The government’s figures say unemployment could approach five million next year. Young, women and BME workers are being and will be hit hardest.
The government is driving ahead with the gutting of the furlough and self-employed support schemes, and with a rushed-through hard Brexit which will further batter the economy.
This unemployment crisis is also one of low pay and insecurity. Even before the pandemic, almost four million workers were in highly insecure employment. Since the virus hit, the number of workers on zero hours contracts has passed a million for the first time — with the increase concentrated in “key” sectors including social care and retail.
The labour movement needs a radical, clear and vocal response. We should demand the creation of large numbers of directly-employed jobs in the public sector (in health, social care, house-building, transport, education, the civil service, arts and culture and many other areas) with decent pay, conditions and job security. Corporations slashing jobs should be taken into public ownership and their infrastructure, resources and workforce skills turned to green and socially useful production.
Retraining should be for these decent, socially beneficial public-sector jobs, not a way of justifying workers being thrown on the scrap heap or forced into worse pay and conditions.
The working week should be cut to 32 hours or four days, without loss of pay, to help create jobs.
Given the scale of the crisis — and after a decade-long assault on public services — we need to demand millions of new public jobs.
This is really the only way to block the spiralling of unemployment and low-paid, insecure work. It is the only way to create the social infrastructure essential for society’s needs, from curbing the virus to curbing carbon emissions.

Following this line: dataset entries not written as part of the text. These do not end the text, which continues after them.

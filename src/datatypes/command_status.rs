use num_enum::{IntoPrimitive, TryFromPrimitive};

/// Well-known SMPP error status codes for the `command_status` header field.
///
/// The codec itself carries `command_status` as a raw u32 so that vendor
/// codes round-trip untouched; this enum exists for constructing responses
/// and for readable diagnostics.
#[derive(IntoPrimitive, TryFromPrimitive)]
#[repr(u32)]
#[derive(Copy, Clone, Debug, PartialEq, Eq, Hash)]
pub enum CommandStatus {
    /// No error
    Ok = 0x0000_0000,
    /// Message length is invalid
    InvalidMsgLength = 0x0000_0001,
    /// Command length is invalid
    InvalidCommandLength = 0x0000_0002,
    /// Invalid command ID
    InvalidCommandId = 0x0000_0003,
    /// Incorrect BIND status for given command
    IncorrectBindStatus = 0x0000_0004,
    /// ESME already in bound state
    AlreadyBound = 0x0000_0005,
    /// Invalid priority flag
    InvalidPriorityFlag = 0x0000_0006,
    /// Invalid registered delivery flag
    InvalidRegisteredDeliveryFlag = 0x0000_0007,
    /// System error
    SystemError = 0x0000_0008,
    /// Invalid source address
    InvalidSourceAddress = 0x0000_000A,
    /// Invalid destination address
    InvalidDestinationAddress = 0x0000_000B,
    /// Message ID is invalid
    InvalidMessageId = 0x0000_000C,
    /// Bind failed
    BindFailed = 0x0000_000D,
    /// Invalid password
    InvalidPassword = 0x0000_000E,
    /// Invalid system ID
    InvalidSystemId = 0x0000_000F,
    /// cancel_sm failed
    CancelSmFailed = 0x0000_0011,
    /// replace_sm failed
    ReplaceSmFailed = 0x0000_0013,
    /// Message queue full
    MessageQueueFull = 0x0000_0014,
    /// Invalid service type
    InvalidServiceType = 0x0000_0015,
    /// Invalid number of destinations
    InvalidNumberOfDestinations = 0x0000_0033,
    /// Invalid distribution list name
    InvalidDistributionListName = 0x0000_0034,
    /// Invalid destination flag
    InvalidDestFlag = 0x0000_0040,
    /// Invalid esm_class field
    InvalidEsmClass = 0x0000_0043,
    /// submit_multi failed
    SubmitMultiFailed = 0x0000_0045,
    /// Invalid source address TON
    InvalidSourceTon = 0x0000_0048,
    /// Invalid source address NPI
    InvalidSourceNpi = 0x0000_0049,
    /// Invalid destination address TON
    InvalidDestTon = 0x0000_0050,
    /// Invalid destination address NPI
    InvalidDestNpi = 0x0000_0051,
    /// Invalid system_type field
    InvalidSystemType = 0x0000_0053,
    /// Invalid replace_if_present flag
    InvalidReplaceIfPresentFlag = 0x0000_0054,
    /// Invalid number of messages
    InvalidNumberOfMessages = 0x0000_0055,
    /// Throttling error: ESME has exceeded allowed message limits
    ThrottlingError = 0x0000_0058,
    /// Invalid scheduled delivery time
    InvalidScheduledDeliveryTime = 0x0000_0061,
    /// Invalid message validity period
    InvalidValidityPeriod = 0x0000_0062,
    /// Predefined message invalid or not found
    InvalidDefaultMsgId = 0x0000_0063,
    /// ESME receiver temporary app error
    ReceiverTemporaryError = 0x0000_0064,
    /// ESME receiver permanent app error
    ReceiverPermanentError = 0x0000_0065,
    /// ESME receiver reject message error
    ReceiverRejectError = 0x0000_0066,
    /// query_sm request failed
    QuerySmFailed = 0x0000_0067,
    /// Error in the optional part of the PDU body
    InvalidOptionalPartStream = 0x0000_00C0,
    /// Optional parameter not allowed
    OptionalParamNotAllowed = 0x0000_00C1,
    /// Invalid parameter length
    InvalidParamLength = 0x0000_00C2,
    /// Expected optional parameter missing
    MissingOptionalParam = 0x0000_00C3,
    /// Invalid optional parameter value
    InvalidOptionalParamValue = 0x0000_00C4,
    /// Delivery failure (used for data_sm_resp)
    DeliveryFailure = 0x0000_00FE,
    /// Unknown error
    UnknownError = 0x0000_00FF,
}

The Tories’ response to Covid-19 shows that vast funds can be found when it is judged necessary; but now they want to pay for it by attacking working-class living standards. The labour movement should argue to fund our alternative by taxing the rich and big business, and through urgent public ownership of key resources, including the banks and high finance.
Just when we need unprecedented boldness and ambition, we have mumbling and shuffling about. It is very hard to tell what the Labour Party leadership advocates (which is presumably how they want it). The same goes for many trade unions.
These “leaders” would not even defend the existing job support schemes; TUC General Secretary Frances O’Grady actively supported Rishi Sunak’s proposals. They will not even argue to delay Brexit, despite all their previous bluster against “No Deal”.
Groups of workers are fighting difficult battles over pay, against job cuts, against insecurity, against outsourcing, but with minimal support from the “leadership” of our movement.
Socialists and labour movement activists must do everything we can to help these struggles — like the health workers' pay campaign — win, and to drag the unions and Labour into the fight. We should demand a solid pay rise for all workers, a sharply increased minimum wage, a ban on zero hours contracts and repeal of all anti-strike laws.
We should argue for the labour movement to launch a campaign for jobs that:
• is a real campaign. Protests are not banned; and there are hundred ways an effective, high-impact campaign could be conducted safely.
• instead of tailing the Tories, with occasional muted criticism, advocates clear alternative proposals to defend and create jobs, based on working-class and socialist principles.
Many of the demands we need are already the formal policy of the labour movement or important sections of it — but remain on paper, democratically-agreed but not argued or campaigned for. Last year’s Labour conference voted for public ownership of care, mass council house-building and repeal of all anti-union laws; last year’s TUC Congress for public ownership of the banks.
The TUC has produced a “Plan for Public Service Jobs”, inadequate but including many good proposals. It remains a briefing paper on a website; it has not spurred any campaigning or public advocacy, and it did not stop the TUC supporting Sunak.
The labour movement should argue vocally and fight actively to:
• restore and extend the furlough scheme, etc;
• create millions of decently paid, secure jobs by expanding public services;
• cut the working week;
• ban zero hours contracts, increase the minimum wage, repeal the anti-union laws;
• tax the rich and expropriate the banks.